Both military men stayed in the room. Dave climbed carefully out of bed for the first time since he’d put the unfortunate lieutenant through the cupboard door. He concentrated on the basics: removing his gown, getting dressed. He took his time with each movement, as though learning it anew. It helped keep his mind off things.

‘How many dead and injured?’ he asked as he dressed. Better to think about other people’s problems than the pile of shit he seemed to have his face planted in. ‘You never told me.’

Chief Allen didn’t hesitate. The surfer dude aura faded as he relayed the bad news. ‘Last figures I had were twelve dead, including one woman from your catering staff. Eighteen missing. Twenty-six injured, nineteen of them critical. I’m sorry; I don’t have any individual details. But your colleague Mr Martinelli did make it out.’

Dave got his leg through jeans that were just a little big for him. He was glad of that. If he had to pull them on with any sort of effort, he feared tearing them like tissue paper. He felt awkward dressing in front of Heath and Allen like this. It was stupid, because he was used to showering with dozens of naked rig monkeys. But Heath in particular seemed to emanate censorious judgment. He hadn’t mentioned the other officer Dave had put into surgery, but you could tell he was pissed about it.

What’s wrong with me?

An image of the thing from his nightmare forced itself into his thoughts. He pushed it away and cursed instead at the butcher’s bill from the rig. That was what he should have been worrying about. Not bullshit drug flashbacks. He was responsible. No matter what had gone down out there, he, Dave Hooper, was the guy paid to make sure shit didn’t go down on the platform. And he’d failed. He wanted to climb back into bed and pull the covers over his head.

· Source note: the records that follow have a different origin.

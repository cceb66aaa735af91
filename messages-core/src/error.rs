//! Error kinds shared across the messaging daemon core.
//!
//! Each variant corresponds to one of the error kinds in the propagation
//! policy: transient network faults retry locally, storage/normalization
//! faults hold back the watermark, auth faults require a human.

use thiserror::Error;

#[derive(Debug, Error)]
pub enum ConfigError {
    #[error("missing required setting: {0}")]
    Missing(String),
    #[error("invalid value for {field}: {reason}")]
    Invalid { field: String, reason: String },
    #[error("failed to read config file {path}: {source}")]
    Read {
        path: String,
        #[source]
        source: std::io::Error,
    },
    #[error("failed to parse config file {path}: {source}")]
    Parse {
        path: String,
        #[source]
        source: toml::de::Error,
    },
}

#[derive(Debug, Error)]
pub enum StorageError {
    #[error("database connection failed: {0}")]
    Connection(#[from] rusqlite::Error),
    #[error("write could not be durably committed: {0}")]
    WriteFailed(String),
    #[error("record not found: {0}")]
    NotFound(String),
}

#[derive(Debug, Error)]
pub enum NormalizationError {
    #[error("could not materialize account for ({platform}, {handle})")]
    AccountUnresolved { platform: String, handle: String },
    #[error("could not materialize thread: {0}")]
    ThreadUnresolved(String),
    #[error("storage failure during normalization: {0}")]
    Storage(#[from] StorageError),
}

#[derive(Debug, Error)]
pub enum IpcError {
    #[error("malformed request line: {0}")]
    MalformedFrame(String),
    #[error("unknown command: {0}")]
    UnknownCommand(String),
    #[error("unknown platform: {0}")]
    UnknownPlatform(String),
}

#[derive(Debug, Error)]
pub enum AuthError {
    #[error("platform {platform} rejected credentials: {reason}")]
    Rejected { platform: String, reason: String },
}

#[derive(Debug, Error)]
pub enum TransientNetworkError {
    #[error("timeout talking to {platform}")]
    Timeout { platform: String },
    #[error("connection to {platform} dropped: {reason}")]
    Disconnected { platform: String, reason: String },
}

#[derive(Debug, Error)]
pub enum ProtocolError {
    #[error("unparsable payload from {platform}: {reason}")]
    Unparsable { platform: String, reason: String },
}

#[derive(Debug, Error)]
#[error("fatal invariant violation: {0}")]
pub struct FatalError(pub String);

It was a miserable feeling. The last couple of years, as everything else in his life turned to shit, he’d at least been able to hang on to the idea that no matter what else might happen, whether he was hungover or reeking of paid-for-pussy, Dave Hooper turned up and got the job done. Dave sat down heavily on the hospital bed, all the giggles gone now. He pulled on the shoes and did up the laces. Tied them as carefully as a first-grader.

‘Hello?’

A candy stripper stood at the door, bearing a paper bag. From the smell of them, the promised cookies. Saliva jetted into Dave’s mouth again. Captain Heath thanked her with more grace than Dave would have thought possible given his uptight personality, but his smile vanished when he turned away from the girl. ‘We good to go?’